Information provided:
══════════
//! Fixed-bucket latency histogram.
//!
//! Observations are classified into a fixed table of increasing bucket
//! boundaries chosen once for the whole process, so results are comparable
//! across runs and with the LevelDB benchmark output the table was taken
//! from. Insertion is O(log B) and allocation-free; percentiles are
//! interpolated from bucket counts without storing raw samples.

use std::io::{self, Write};

/// Bucket boundaries, derived from the LevelDB benchmark to be compatible
/// with it. The final entries make the last bucket unbounded.
static BUCKETS: [f64; 155] = [
    1.0,
    2.0,
    3.0,
    4.0,
    5.0,
    6.0,
    7.0,
    8.0,
    9.0,
    10.0,
    12.0,
    14.0,
    16.0,
    18.0,
    20.0,
    25.0,
    30.0,
    35.0,
    40.0,
    45.0,
    50.0,
    60.0,
    70.0,
    80.0,
    90.0,
    100.0,
    120.0,
    140.0,
    160.0,
    180.0,
    200.0,
    250.0,
    300.0,
    350.0,
    400.0,
    450.0,
    500.0,
    600.0,
    700.0,
    800.0,
    900.0,
    1000.0,
    1200.0,
    1400.0,
    1600.0,
    1800.0,
    2000.0,
    2500.0,
    3000.0,
    3500.0,
    4000.0,
    4500.0,
    5000.0,
    6000.0,
    7000.0,
    8000.0,
    9000.0,
    10000.0,
    12000.0,
    14000.0,
    16000.0,
    18000.0,
    20000.0,
    25000.0,
    30000.0,
    35000.0,
    40000.0,
    45000.0,
    50000.0,
    60000.0,
    70000.0,
    80000.0,
    90000.0,
    100000.0,
    120000.0,
    140000.0,
    160000.0,
    180000.0,
    200000.0,
    250000.0,
    300000.0,
    350000.0,
    400000.0,
    450000.0,
    500000.0,
    600000.0,
    700000.0,
    800000.0,
    900000.0,
    1000000.0,
    1200000.0,
    1400000.0,
    1600000.0,
    1800000.0,
    2000000.0,
    2500000.0,
    3000000.0,
    3500000.0,
    4000000.0,
    4500000.0,
    5000000.0,
    6000000.0,
    7000000.0,
    8000000.0,
    9000000.0,
    10000000.0,
    12000000.0,
    14000000.0,
    16000000.0,
    18000000.0,
    20000000.0,
    25000000.0,
    30000000.0,
    35000000.0,
    40000000.0,
    45000000.0,
    50000000.0,
    60000000.0,
    70000000.0,
    80000000.0,
    90000000.0,
    100000000.0,
    120000000.0,
    140000000.0,
    160000000.0,
    180000000.0,
    200000000.0,
    250000000.0,
    300000000.0,
    350000000.0,
    400000000.0,
    450000000.0,
    500000000.0,
    600000000.0,
    700000000.0,
    800000000.0,
    900000000.0,
    1000000000.0,
    1200000000.0,
    1400000000.0,
    1600000000.0,
    1800000000.0,
    2000000000.0,
    2500000000.0,
    3000000000.0,
    3500000000.0,
    4000000000.0,
    4500000000.0,
    5000000000.0,
    6000000000.0,
    7000000000.0,
    8000000000.0,
    9000000000.0,
    1e200,
    f64::INFINITY,
];

const BUCKET_COUNT: usize = BUCKETS.len();

/// Per-run latency distribution over the shared bucket table.
///
/// `power` is the decimal scale exponent: every observation is multiplied
/// by `10^power` before classification, so `power = 6` turns raw seconds
/// into the microseconds the bucket table is expressed in.
pub struct Histogram {
    min: f64,
    max: f64,
    sum: f64,
    sumsq: f64,
    size: u64,
    buckets: [u64; BUCKET_COUNT],
    power: i32,
}

impl Histogram {
    pub fn new(power: i32) -> Self {
        Self {
            min: f64::INFINITY,
            max: 0.0,
            sum: 0.0,
            sumsq: 0.0,
            size: 0,
            buckets: [0; BUCKET_COUNT],
            power,
        }
    }

    /// Record one observation.
    ///
    /// A value equal to a bucket boundary lands in the bucket carrying that
    /// boundary, not the next one. The final bucket is unbounded, so every
    /// value is classified.
    pub fn add(&mut self, value: f64) {
        let val = value * 10f64.powi(self.power);
        let idx = BUCKETS.partition_point(|b| *b < val);
        debug_assert!(idx < BUCKET_COUNT);
        self.buckets[idx] += 1;

        if val < self.min {
            self.min = val;
        }
        if val > self.max {
            self.max = val;
        }
        self.sum += val;
        self.sumsq += val * val;
        self.size += 1;
    }

    /// Reset all counters and running statistics, keeping the scale exponent.
    pub fn clear(&mut self) {
        *self = Histogram::new(self.power);
    }

    pub fn total(&self) -> u64 {
        self.size
    }

    pub fn min(&self) -> f64 {
        self.min
    }

    pub fn max(&self) -> f64 {
        self.max
    }

    pub fn mean(&self) -> f64 {
        self.sum / self.size as f64
    }

    /// Population standard deviation of the scaled observations.
    pub fn stddev(&self) -> f64 {
        let mean = self.mean();
        (self.sumsq / self.size as f64 - mean * mean).max(0.0).sqrt()
    }

    pub fn power(&self) -> i32 {
        self.power
    }

    /// Interpolated value below which a `p` fraction of observations fall.
    ///
    /// Walks buckets in order until the cumulative count reaches
    /// `floor(size * p)`, then interpolates linearly inside the bucket and
    /// clamps to `[min, max]`.
    pub fn percentile(&self, p: f64) -> f64 {
        let threshold = (self.size as f64 * p).floor() as u64;
        let mut cum = 0u64;
        for (i, &count) in self.buckets.iter().enumerate() {
            if count == 0 {
                continue;
            }
            cum += count;
            if cum >= threshold {
                let left = cum - count;
                let left_val = if i > 0 { BUCKETS[i - 1] } else { 0.0 };
                let right_val = BUCKETS[i];
                let scale = (threshold - left) as f64 / count as f64;
                let r = left_val + (right_val - left_val) * scale;
                if r < self.min {
                    return self.min;
                } else if r > self.max {
                    return self.max;
                }
                return r;
            }
        }
        self.max
    }

    /// Write the distribution report: one line per non-empty bucket with a
    /// proportional bar (one `#` per 5%), followed by totals, min/avg/max
    /// latency, the requested percentiles, and average throughput.
    ///
    /// Dumping an empty histogram is a contract violation.
    pub fn dump(&self, out: &mut dyn Write, percentiles: &[f64]) -> io::Result<()> {
        assert!(self.size > 0, "dump called with zero samples");

        writeln!(
            out,
            "[{:>7}, {:>7})\t{:>11}\t{:>7}",
            "t min", "t max", "ops count", "%"
        )?;
        writeln!(out, "--------------------------------------------------")?;
        for (i, &count) in self.buckets.iter().enumerate() {
            if count == 0 {
                continue;
            }
            let share = count as f64 / self.size as f64;
            let lower = if i > 0 { BUCKETS[i - 1] } else { 0.0 };
            write!(
                out,
                "[{:7.0}, {:7.0})\t{:11}\t{:7.2} ",
                lower,
                BUCKETS[i],
                count,
                share * 1e2
            )?;
            let marks = (share * 1e2 / 5.0) as usize;
            for _ in 0..marks {
                write!(out, "#")?;
            }
            writeln!(out)?;
        }

        writeln!(out, "--------------------------------------------------")?;
        writeln!(out, "Total:     {:7.0}\t{:11}\t   100%", self.sum, self.size)?;
        writeln!(
            out,
            "Min latency       : {:.6} * 1e-{} sec/op",
            self.min, self.power
        )?;
        writeln!(
            out,
            "Avg latency       : {:.6} * 1e-{} sec/op",
            self.mean(),
            self.power
        )?;
        writeln!(
            out,
            "Max latency       : {:.6} * 1e-{} sec/op",
            self.max, self.power
        )?;
        for &p in percentiles {
            writeln!(
                out,
                "{:.4}%  latency  : {:.6} * 1e-{} sec/op",
                p * 1e2,
                self.percentile(p),
                self.power
            )?;
        }
        writeln!(
            out,
            "Avg throughput    : {:7.0} ops/sec",
            self.size as f64 / (self.sum * 10f64.powi(-self.power))
        )?;
        Ok(())
    }
}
══════════
Assigned task: Beginning with the line that has "let right_val = BUCKETS[i];" and ending with the line that has "return self.min;", set down the lines above exactly and include no others.

Result of this task:
                let right_val = BUCKETS[i];
                let scale = (threshold - left) as f64 / count as f64;
                let r = left_val + (right_val - left_val) * scale;
                if r < self.min {
                    return self.min;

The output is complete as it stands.